Journal: Bible and Spade (Second Run)
Volume: BSPADE 01:3 (Summer 1988)
Article: The Story Of Decipherment
Author: Milton C. Fisher


The Story Of Decipherment

Milton C. Fisher

No, it wasn’t easy! Not only were some eight decades of random efforts required to unlock the ancient literary treasures pricked into clay tablets (cuneiform writing), and two decades of labor on Egyptian hieroglyphs even after the Rosetta Stone furnished the key, but half a dozen or more scholars of varying backgrounds and nationalities were involved in each case.

We have named (in previous issues), along with J. F. Champollion, T. Young for Egyptian; and with H. C. Rawlinson in his success on Akkadian, G. F. Grotefend the pioneer of Old Persian. But there were a number of others. So complex were both the cryptographical and the linguistic problems that only a long series of intelligent guesses, plus some trial and error and successive sudden breakthroughs, led to satisfying results.

Hieroglyphs

In the case of the Egyptian hieroglyphs they were faced with decisions on sign values. Some were single phonemes (consonant or vowel), some were syllables, and others ideograms (whole words or concepts) and ‘determinatives’ (indicators of categories - as of ,entity or kind, gender, actions). With Akkadian (and other languages that shared the cuneiform method), cuneiform writing confronted them with choices from among over 300 signs to begin with (which were modified over the

centuries!), plus three syllable types (CV - consonant/vowel - VC, or CVC), as Well as ideograms and determinatives and the confusing homophones (multiple signs for the same sound) and polyphones (multiple sounds from one sign).
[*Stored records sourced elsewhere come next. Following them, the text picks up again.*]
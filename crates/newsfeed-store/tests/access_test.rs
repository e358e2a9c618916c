//! Data access layer tests against the in-memory backend.
//!
//! News rows are seeded through a raw connection with hand-built range keys
//! so timing-sensitive behavior (purge bounds, last-feed-time advancement)
//! is deterministic regardless of when the test runs.

use std::sync::Arc;
use std::time::Duration;

use chrono::Utc;
use newsfeed_store::access::{
    ATTR_LAST_FEED_TIME, ATTR_NEWS, ATTR_SORT_KEY, ATTR_TOPIC, ATTR_USER_ID, TABLE_NEWS_BY_TOPIC,
    TABLE_TOPIC_BY_USER,
};
use newsfeed_store::{
    make_range_key, FeedStore, Item, MemoryConnection, MemoryStore, RangeCond, RetryPolicy,
    StoreConnection, StoreError, Value,
};

const PURGE_AGE_SECS: u64 = 60;

fn setup() -> (FeedStore, Arc<MemoryStore>) {
    FeedStore::in_memory(
        RetryPolicy::default(),
        Duration::from_secs(PURGE_AGE_SECS),
    )
}

/// Seed one news row with an explicit posting time.
async fn seed_news(memory: &Arc<MemoryStore>, topic: &str, at: i64, user: &str, body: &str) {
    let conn = MemoryConnection::new(memory.clone());
    let mut item = Item::new();
    item.insert(ATTR_TOPIC.to_string(), Value::S(topic.to_string()));
    item.insert(
        ATTR_SORT_KEY.to_string(),
        Value::B(make_range_key(at, user).to_vec()),
    );
    item.insert(ATTR_NEWS.to_string(), Value::S(body.to_string()));
    conn.put_item(TABLE_NEWS_BY_TOPIC, item, None).await.unwrap();
}

async fn news_in_topic(memory: &Arc<MemoryStore>, topic: &str) -> Vec<String> {
    let conn = MemoryConnection::new(memory.clone());
    let rows = conn
        .query(
            TABLE_NEWS_BY_TOPIC,
            (ATTR_TOPIC, Value::S(topic.to_string())),
            (ATTR_SORT_KEY, RangeCond::AtLeast(Vec::new())),
        )
        .await
        .unwrap();
    rows.iter()
        .map(|row| row.get(ATTR_NEWS).unwrap().as_s().unwrap().to_string())
        .collect()
}

async fn last_feed_time(memory: &Arc<MemoryStore>, user: &str) -> Option<i64> {
    let conn = MemoryConnection::new(memory.clone());
    let item = conn
        .get_item(
            TABLE_TOPIC_BY_USER,
            (ATTR_USER_ID, Value::S(user.to_string())),
            &[ATTR_LAST_FEED_TIME],
        )
        .await
        .unwrap()
        .expect("user row should exist");
    item.get(ATTR_LAST_FEED_TIME).and_then(Value::as_n)
}

#[tokio::test]
async fn test_first_registration_creates_user_without_topic() {
    let (store, _memory) = setup();

    let topic = store.get_or_create_user("alice").await.unwrap();
    assert_eq!(topic, "");

    // The second lookup finds the row instead of inserting again.
    let topic = store.get_or_create_user("alice").await.unwrap();
    assert_eq!(topic, "");
}

#[tokio::test]
async fn test_registration_returns_current_topic() {
    let (store, _memory) = setup();

    store.get_or_create_user("alice").await.unwrap();
    store.set_user_topic("alice", "sports").await.unwrap();

    let topic = store.get_or_create_user("alice").await.unwrap();
    assert_eq!(topic, "sports");
}

#[tokio::test]
async fn test_subscription_is_idempotent() {
    let (store, memory) = setup();
    let now = Utc::now().timestamp();

    store.get_or_create_user("alice").await.unwrap();
    seed_news(&memory, "sports", now - 120, "bob", "old").await;

    store.set_user_topic("alice", "sports").await.unwrap();
    store.set_user_topic("alice", "sports").await.unwrap();

    let topic = store.get_or_create_user("alice").await.unwrap();
    assert_eq!(topic, "sports");
    // Re-subscribing must not sweep anything, however old the news is.
    assert_eq!(news_in_topic(&memory, "sports").await, vec!["old"]);
}

#[tokio::test]
async fn test_unsubscribe_purges_only_news_older_than_purge_age() {
    let (store, memory) = setup();
    let now = Utc::now().timestamp();

    store.get_or_create_user("alice").await.unwrap();
    store.set_user_topic("alice", "sports").await.unwrap();

    for (age, body) in [(120, "a"), (90, "b"), (30, "c"), (10, "d"), (0, "e")] {
        seed_news(&memory, "sports", now - age, "bob", body).await;
    }

    store.set_user_topic("alice", "").await.unwrap();

    // Only the rows inside the purge window survive.
    assert_eq!(news_in_topic(&memory, "sports").await, vec!["c", "d", "e"]);
}

#[tokio::test]
async fn test_unsubscribe_leaves_other_topics_alone() {
    let (store, memory) = setup();
    let now = Utc::now().timestamp();

    store.get_or_create_user("alice").await.unwrap();
    store.set_user_topic("alice", "sports").await.unwrap();

    seed_news(&memory, "sports", now - 120, "bob", "stale-sports").await;
    seed_news(&memory, "politics", now - 120, "bob", "stale-politics").await;

    store.set_user_topic("alice", "").await.unwrap();

    assert!(news_in_topic(&memory, "sports").await.is_empty());
    assert_eq!(
        news_in_topic(&memory, "politics").await,
        vec!["stale-politics"]
    );
}

#[tokio::test]
async fn test_unsubscribe_without_subscription_is_a_no_op() {
    let (store, memory) = setup();
    let now = Utc::now().timestamp();

    store.get_or_create_user("alice").await.unwrap();
    seed_news(&memory, "sports", now - 120, "bob", "old").await;

    // No previous topic, so there is nothing to sweep.
    store.set_user_topic("alice", "").await.unwrap();
    assert_eq!(news_in_topic(&memory, "sports").await, vec!["old"]);
}

#[tokio::test]
async fn test_post_news_lands_in_topic() {
    let (store, memory) = setup();

    store.get_or_create_user("bob").await.unwrap();
    store.set_user_topic("bob", "sports").await.unwrap();
    store.post_news("sports", "bob", "hello").await.unwrap();

    assert_eq!(news_in_topic(&memory, "sports").await, vec!["hello"]);
}

#[tokio::test]
async fn test_fetch_returns_news_in_timestamp_order_and_advances_bookmark() {
    let (store, memory) = setup();

    store.get_or_create_user("alice").await.unwrap();
    store.set_user_topic("alice", "sports").await.unwrap();
    let subscribed_at = last_feed_time(&memory, "alice").await.unwrap();

    // Seeded out of chronological order on purpose.
    seed_news(&memory, "sports", subscribed_at + 20, "carol", "second").await;
    seed_news(&memory, "sports", subscribed_at + 10, "bob", "first").await;

    let news = store.fetch_news_since("alice").await.unwrap();
    assert_eq!(news, vec!["first", "second"]);
    assert_eq!(
        last_feed_time(&memory, "alice").await,
        Some(subscribed_at + 20)
    );

    // A later post shows up on the next poll, and only that one.
    seed_news(&memory, "sports", subscribed_at + 30, "bob", "third").await;
    let news = store.fetch_news_since("alice").await.unwrap();
    assert_eq!(news, vec!["third"]);
    assert_eq!(
        last_feed_time(&memory, "alice").await,
        Some(subscribed_at + 30)
    );

    // Nothing new: empty result, bookmark untouched.
    let news = store.fetch_news_since("alice").await.unwrap();
    assert!(news.is_empty());
    assert_eq!(
        last_feed_time(&memory, "alice").await,
        Some(subscribed_at + 30)
    );
}

#[tokio::test]
async fn test_subscription_begins_now() {
    let (store, memory) = setup();
    let now = Utc::now().timestamp();

    // News already in the topic before the user subscribes...
    seed_news(&memory, "sports", now - 30, "bob", "before-subscribe").await;

    store.get_or_create_user("alice").await.unwrap();
    store.set_user_topic("alice", "sports").await.unwrap();

    // ...is never delivered: the subscription bookmark starts at the time
    // of the subscribe call.
    let news = store.fetch_news_since("alice").await.unwrap();
    assert!(news.is_empty());

    let subscribed_at = last_feed_time(&memory, "alice").await.unwrap();
    seed_news(&memory, "sports", subscribed_at + 5, "bob", "after-subscribe").await;
    let news = store.fetch_news_since("alice").await.unwrap();
    assert_eq!(news, vec!["after-subscribe"]);
}

#[tokio::test]
async fn test_fetch_without_topic_returns_nothing() {
    let (store, _memory) = setup();

    store.get_or_create_user("alice").await.unwrap();
    let news = store.fetch_news_since("alice").await.unwrap();
    assert!(news.is_empty());
}

#[tokio::test]
async fn test_fetch_for_unknown_user_is_fatal() {
    let (store, _memory) = setup();

    let err = store.fetch_news_since("nobody").await.unwrap_err();
    assert!(matches!(err, StoreError::UserNotFound(user) if user == "nobody"));
}

#[tokio::test]
async fn test_posts_from_same_user_in_same_second_collide() {
    let (store, memory) = setup();
    let now = Utc::now().timestamp();

    store.get_or_create_user("bob").await.unwrap();
    store.set_user_topic("bob", "sports").await.unwrap();

    seed_news(&memory, "sports", now + 60, "bob", "first").await;

    // Seeding pinned the row at a future second; a direct re-insert of the
    // same (topic, range key) pair must hit the insert guard.
    let conn = MemoryConnection::new(memory.clone());
    let mut duplicate = Item::new();
    duplicate.insert(ATTR_TOPIC.to_string(), Value::S("sports".to_string()));
    duplicate.insert(
        ATTR_SORT_KEY.to_string(),
        Value::B(make_range_key(now + 60, "bob").to_vec()),
    );
    duplicate.insert(ATTR_NEWS.to_string(), Value::S("second".to_string()));
    let outcome = conn
        .put_item(
            TABLE_NEWS_BY_TOPIC,
            duplicate,
            Some(newsfeed_store::Guard::AttributeNotExists(ATTR_TOPIC)),
        )
        .await
        .unwrap();
    assert_eq!(outcome, newsfeed_store::WriteOutcome::ConditionFailed);

    assert_eq!(news_in_topic(&memory, "sports").await, vec!["first"]);
}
HOW did they ever do it?

The brilliant English physicist, Thomas Young, studied a copy of the Rosetta Stone inscription in 1814. He quickly verified work already done on the Demotic words (shorthand hieroglyphic), utilizing the Greek translation text, then began assigning sound values to the hieroglyphic signs in the cartouches - which someone had rightly guessed contained proper names. Personal names of Greek origin had simply been transliterated (spelled in a different alphabet), so he worked out what Professor C. H. Gordon [see box above] calls “the rudimentary foundation of scientific Egyptology.”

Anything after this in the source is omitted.